## WORK ORDER
If a line of the material holds the string "parent", please copy it.

## MATERIAL SHOWN
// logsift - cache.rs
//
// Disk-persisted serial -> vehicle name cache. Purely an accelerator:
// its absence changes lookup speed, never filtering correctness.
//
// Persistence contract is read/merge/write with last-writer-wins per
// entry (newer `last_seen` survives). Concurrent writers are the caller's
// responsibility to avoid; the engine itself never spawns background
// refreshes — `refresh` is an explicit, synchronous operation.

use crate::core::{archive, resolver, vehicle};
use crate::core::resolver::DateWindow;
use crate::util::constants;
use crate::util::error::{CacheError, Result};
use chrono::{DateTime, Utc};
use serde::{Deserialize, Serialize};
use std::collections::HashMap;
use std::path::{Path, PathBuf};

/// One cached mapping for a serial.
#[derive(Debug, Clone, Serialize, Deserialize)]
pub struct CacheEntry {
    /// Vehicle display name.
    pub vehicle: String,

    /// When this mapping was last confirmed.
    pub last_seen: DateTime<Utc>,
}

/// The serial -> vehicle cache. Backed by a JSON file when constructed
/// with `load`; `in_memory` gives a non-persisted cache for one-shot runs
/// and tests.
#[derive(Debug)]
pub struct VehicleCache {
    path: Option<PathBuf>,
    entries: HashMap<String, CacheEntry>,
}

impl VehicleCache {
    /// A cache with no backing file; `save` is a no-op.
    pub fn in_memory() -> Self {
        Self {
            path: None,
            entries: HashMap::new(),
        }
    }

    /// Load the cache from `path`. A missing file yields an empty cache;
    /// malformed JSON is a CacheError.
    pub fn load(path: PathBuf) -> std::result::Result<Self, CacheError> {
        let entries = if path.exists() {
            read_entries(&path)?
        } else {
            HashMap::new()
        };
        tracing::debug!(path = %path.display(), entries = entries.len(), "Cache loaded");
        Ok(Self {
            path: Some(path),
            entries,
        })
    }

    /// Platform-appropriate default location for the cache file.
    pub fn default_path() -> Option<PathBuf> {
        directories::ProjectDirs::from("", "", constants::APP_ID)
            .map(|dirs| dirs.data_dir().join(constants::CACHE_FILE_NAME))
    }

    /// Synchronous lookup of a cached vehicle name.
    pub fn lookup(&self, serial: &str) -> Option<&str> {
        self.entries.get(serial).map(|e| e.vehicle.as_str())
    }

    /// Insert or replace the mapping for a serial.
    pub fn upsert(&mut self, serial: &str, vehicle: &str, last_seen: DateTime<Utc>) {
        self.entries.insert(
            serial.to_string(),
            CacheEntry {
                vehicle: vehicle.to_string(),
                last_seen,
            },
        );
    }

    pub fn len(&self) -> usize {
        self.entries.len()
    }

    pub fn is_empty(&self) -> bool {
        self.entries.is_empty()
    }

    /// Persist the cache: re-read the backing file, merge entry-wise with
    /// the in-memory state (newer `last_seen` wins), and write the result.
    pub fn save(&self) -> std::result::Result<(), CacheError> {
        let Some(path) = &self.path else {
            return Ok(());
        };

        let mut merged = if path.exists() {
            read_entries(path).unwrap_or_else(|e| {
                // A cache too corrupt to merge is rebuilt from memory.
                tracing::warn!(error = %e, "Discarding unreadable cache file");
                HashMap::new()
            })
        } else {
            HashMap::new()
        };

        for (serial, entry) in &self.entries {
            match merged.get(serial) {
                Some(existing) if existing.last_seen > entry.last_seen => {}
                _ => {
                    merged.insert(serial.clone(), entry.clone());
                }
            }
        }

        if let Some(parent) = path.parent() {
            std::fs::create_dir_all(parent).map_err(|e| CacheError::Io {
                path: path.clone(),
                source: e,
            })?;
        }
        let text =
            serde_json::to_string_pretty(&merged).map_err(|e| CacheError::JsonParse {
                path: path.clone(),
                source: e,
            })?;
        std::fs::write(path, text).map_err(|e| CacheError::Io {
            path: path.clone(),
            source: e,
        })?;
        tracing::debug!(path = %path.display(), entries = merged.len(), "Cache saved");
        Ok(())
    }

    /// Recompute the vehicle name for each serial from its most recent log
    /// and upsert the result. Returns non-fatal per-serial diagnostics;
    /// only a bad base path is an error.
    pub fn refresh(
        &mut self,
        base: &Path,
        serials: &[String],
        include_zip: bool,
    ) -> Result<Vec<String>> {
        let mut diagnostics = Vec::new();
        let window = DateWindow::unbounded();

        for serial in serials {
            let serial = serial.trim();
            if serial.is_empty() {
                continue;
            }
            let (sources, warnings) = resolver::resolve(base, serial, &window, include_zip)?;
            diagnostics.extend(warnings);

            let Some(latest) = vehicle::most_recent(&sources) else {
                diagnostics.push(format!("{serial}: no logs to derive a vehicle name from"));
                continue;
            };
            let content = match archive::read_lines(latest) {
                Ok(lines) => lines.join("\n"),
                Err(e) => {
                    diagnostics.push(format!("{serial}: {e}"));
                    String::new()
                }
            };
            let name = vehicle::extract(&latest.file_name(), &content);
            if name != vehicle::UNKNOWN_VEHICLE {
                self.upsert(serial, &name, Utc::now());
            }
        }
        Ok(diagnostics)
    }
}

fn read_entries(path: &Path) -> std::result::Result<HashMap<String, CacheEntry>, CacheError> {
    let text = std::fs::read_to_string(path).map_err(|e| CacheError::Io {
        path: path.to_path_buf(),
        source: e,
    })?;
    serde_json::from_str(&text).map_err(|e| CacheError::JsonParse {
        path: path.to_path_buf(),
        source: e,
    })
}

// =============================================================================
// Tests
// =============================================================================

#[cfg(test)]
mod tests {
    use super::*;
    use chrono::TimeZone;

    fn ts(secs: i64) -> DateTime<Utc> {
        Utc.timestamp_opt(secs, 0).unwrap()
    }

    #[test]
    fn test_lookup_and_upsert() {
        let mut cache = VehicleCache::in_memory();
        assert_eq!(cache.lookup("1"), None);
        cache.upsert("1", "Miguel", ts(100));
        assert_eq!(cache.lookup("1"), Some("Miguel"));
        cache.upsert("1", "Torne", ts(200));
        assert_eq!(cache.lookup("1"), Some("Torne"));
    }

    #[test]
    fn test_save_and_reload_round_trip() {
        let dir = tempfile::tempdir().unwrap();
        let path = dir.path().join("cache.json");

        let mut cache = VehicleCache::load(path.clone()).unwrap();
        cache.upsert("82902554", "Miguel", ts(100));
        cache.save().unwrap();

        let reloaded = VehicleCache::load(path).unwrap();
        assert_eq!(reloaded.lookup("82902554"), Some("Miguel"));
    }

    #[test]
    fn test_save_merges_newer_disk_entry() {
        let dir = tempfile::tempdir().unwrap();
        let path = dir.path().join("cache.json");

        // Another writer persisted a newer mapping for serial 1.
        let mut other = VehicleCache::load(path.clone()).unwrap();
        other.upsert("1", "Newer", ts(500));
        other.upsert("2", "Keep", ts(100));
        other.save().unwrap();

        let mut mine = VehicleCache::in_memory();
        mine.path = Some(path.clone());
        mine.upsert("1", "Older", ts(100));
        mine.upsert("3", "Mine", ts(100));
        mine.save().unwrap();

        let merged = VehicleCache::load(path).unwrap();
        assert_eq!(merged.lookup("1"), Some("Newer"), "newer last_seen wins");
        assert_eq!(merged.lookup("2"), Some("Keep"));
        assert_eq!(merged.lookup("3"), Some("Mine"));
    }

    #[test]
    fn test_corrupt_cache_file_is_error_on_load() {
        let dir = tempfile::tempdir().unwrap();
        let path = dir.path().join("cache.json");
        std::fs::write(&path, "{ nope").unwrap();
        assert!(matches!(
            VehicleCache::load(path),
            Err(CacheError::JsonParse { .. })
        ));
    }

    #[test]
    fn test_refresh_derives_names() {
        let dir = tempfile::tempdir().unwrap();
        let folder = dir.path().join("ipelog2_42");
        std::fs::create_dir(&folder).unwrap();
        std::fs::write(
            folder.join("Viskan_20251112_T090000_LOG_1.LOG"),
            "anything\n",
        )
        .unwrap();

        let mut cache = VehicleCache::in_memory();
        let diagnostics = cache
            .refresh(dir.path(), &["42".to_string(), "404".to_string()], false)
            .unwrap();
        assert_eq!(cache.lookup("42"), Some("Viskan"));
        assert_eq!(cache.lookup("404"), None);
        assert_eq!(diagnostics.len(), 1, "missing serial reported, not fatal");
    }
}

...

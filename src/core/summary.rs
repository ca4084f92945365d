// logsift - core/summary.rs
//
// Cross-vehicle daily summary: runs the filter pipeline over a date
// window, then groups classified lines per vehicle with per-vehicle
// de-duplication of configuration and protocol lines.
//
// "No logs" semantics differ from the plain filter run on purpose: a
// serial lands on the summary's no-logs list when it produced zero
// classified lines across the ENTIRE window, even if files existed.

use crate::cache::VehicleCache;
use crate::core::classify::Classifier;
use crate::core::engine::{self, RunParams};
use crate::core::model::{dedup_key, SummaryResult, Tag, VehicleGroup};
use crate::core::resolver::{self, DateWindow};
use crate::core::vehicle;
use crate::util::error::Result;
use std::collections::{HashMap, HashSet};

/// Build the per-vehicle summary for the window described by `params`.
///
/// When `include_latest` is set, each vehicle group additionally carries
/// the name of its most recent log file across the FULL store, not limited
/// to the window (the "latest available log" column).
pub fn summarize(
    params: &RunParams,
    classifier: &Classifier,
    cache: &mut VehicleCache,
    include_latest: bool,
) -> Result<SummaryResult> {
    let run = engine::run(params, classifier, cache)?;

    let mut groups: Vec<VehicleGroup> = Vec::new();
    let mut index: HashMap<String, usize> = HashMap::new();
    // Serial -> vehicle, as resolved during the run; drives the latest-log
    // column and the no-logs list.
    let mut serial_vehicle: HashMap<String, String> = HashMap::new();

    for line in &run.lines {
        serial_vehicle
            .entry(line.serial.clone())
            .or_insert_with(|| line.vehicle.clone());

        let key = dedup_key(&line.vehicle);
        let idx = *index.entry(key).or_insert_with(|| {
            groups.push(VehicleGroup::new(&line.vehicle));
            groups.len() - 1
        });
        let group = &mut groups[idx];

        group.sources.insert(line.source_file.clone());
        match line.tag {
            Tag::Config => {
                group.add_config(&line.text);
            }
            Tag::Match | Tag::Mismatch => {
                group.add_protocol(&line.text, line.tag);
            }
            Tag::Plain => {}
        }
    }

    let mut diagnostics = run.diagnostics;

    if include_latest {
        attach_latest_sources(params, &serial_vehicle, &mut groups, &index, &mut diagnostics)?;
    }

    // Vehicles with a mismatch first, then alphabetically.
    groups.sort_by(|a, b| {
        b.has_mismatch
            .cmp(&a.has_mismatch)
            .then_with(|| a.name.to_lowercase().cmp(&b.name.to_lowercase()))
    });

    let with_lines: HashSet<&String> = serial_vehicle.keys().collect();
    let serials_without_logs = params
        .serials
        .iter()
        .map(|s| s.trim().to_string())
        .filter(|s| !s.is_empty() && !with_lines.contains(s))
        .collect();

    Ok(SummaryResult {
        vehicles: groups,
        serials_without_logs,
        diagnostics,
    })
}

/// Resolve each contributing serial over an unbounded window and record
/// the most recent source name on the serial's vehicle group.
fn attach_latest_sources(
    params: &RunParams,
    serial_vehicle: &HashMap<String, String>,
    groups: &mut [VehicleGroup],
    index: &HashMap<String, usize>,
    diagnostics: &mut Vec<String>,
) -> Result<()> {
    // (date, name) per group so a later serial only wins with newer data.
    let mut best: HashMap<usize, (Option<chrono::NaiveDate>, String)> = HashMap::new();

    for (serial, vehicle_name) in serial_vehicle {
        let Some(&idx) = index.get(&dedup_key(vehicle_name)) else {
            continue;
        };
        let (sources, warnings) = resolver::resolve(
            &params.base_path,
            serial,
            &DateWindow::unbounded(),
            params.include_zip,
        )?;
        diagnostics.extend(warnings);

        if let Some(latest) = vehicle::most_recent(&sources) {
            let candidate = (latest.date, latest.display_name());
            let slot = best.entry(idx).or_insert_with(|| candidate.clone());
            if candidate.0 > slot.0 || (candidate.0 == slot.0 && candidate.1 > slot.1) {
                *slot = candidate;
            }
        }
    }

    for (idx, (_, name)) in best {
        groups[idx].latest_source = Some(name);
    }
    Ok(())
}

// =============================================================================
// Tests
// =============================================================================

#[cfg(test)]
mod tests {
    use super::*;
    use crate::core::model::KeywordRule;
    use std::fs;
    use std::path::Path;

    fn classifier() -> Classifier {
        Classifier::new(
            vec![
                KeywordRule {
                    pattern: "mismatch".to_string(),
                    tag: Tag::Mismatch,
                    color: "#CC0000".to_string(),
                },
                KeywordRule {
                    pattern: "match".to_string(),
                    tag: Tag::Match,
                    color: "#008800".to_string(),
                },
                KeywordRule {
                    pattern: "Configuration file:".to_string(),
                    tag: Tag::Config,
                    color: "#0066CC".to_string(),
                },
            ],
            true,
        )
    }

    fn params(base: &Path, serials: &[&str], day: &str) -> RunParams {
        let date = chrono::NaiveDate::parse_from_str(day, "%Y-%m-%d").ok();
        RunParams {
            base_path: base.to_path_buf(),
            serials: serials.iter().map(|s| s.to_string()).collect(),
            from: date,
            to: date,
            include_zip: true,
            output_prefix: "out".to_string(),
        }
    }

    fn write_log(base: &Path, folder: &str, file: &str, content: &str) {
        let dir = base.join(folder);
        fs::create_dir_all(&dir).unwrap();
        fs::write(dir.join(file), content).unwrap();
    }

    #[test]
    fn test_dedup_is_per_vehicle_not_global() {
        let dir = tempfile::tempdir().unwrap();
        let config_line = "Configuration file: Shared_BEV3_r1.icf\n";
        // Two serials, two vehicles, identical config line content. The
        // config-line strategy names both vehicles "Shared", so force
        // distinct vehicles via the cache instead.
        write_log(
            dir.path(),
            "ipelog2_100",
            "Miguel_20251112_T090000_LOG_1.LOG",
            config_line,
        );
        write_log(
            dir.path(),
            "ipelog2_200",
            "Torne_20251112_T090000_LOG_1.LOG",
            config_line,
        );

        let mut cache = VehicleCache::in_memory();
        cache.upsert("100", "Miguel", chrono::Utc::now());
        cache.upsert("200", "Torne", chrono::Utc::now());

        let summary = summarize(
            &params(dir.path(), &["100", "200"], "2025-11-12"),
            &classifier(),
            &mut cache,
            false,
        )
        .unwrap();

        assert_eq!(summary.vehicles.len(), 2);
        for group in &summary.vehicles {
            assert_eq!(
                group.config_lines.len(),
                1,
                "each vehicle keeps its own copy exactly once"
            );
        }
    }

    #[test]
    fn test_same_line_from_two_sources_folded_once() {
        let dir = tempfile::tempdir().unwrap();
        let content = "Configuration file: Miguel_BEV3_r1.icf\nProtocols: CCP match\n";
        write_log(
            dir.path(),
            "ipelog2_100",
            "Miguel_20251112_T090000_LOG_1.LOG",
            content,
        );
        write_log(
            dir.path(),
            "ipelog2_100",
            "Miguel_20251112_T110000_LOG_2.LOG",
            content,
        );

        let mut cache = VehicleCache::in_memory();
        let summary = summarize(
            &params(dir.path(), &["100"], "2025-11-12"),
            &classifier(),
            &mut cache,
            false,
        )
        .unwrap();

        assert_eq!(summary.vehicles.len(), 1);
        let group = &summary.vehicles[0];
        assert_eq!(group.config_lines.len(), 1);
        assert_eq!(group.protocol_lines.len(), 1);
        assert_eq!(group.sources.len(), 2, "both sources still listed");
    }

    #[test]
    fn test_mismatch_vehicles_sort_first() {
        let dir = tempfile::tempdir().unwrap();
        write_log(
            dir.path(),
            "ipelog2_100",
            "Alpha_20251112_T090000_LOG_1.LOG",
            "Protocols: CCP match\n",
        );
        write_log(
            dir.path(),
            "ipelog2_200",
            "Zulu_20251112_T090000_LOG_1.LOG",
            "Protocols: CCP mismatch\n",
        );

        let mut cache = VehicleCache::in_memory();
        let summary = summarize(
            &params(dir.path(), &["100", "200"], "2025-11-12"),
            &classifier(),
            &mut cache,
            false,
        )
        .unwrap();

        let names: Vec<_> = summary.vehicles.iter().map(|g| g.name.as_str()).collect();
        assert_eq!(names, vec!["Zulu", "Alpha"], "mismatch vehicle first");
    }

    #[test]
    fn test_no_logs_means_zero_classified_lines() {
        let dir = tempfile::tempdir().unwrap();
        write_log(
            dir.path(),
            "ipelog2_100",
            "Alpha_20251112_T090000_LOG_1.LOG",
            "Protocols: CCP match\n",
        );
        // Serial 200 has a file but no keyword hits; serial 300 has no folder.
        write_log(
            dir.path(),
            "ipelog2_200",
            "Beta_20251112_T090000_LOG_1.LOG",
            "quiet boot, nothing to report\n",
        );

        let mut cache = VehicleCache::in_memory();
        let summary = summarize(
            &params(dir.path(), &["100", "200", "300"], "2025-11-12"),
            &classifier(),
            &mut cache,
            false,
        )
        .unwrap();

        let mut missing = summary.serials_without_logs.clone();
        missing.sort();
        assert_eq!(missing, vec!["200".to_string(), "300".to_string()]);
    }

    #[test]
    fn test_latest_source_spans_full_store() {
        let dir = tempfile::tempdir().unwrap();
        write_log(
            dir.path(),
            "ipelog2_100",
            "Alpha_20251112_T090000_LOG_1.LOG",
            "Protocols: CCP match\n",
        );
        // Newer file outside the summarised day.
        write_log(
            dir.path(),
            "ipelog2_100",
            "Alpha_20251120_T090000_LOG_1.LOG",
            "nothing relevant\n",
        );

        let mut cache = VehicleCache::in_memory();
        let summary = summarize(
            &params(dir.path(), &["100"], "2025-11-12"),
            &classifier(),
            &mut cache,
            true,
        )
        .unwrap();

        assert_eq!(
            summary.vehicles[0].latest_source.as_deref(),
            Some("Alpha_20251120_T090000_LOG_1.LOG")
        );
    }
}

## OUTPUT OF THE EXERCISE
        if let Some(parent) = path.parent() {
            std::fs::create_dir_all(parent).map_err(|e| CacheError::Io {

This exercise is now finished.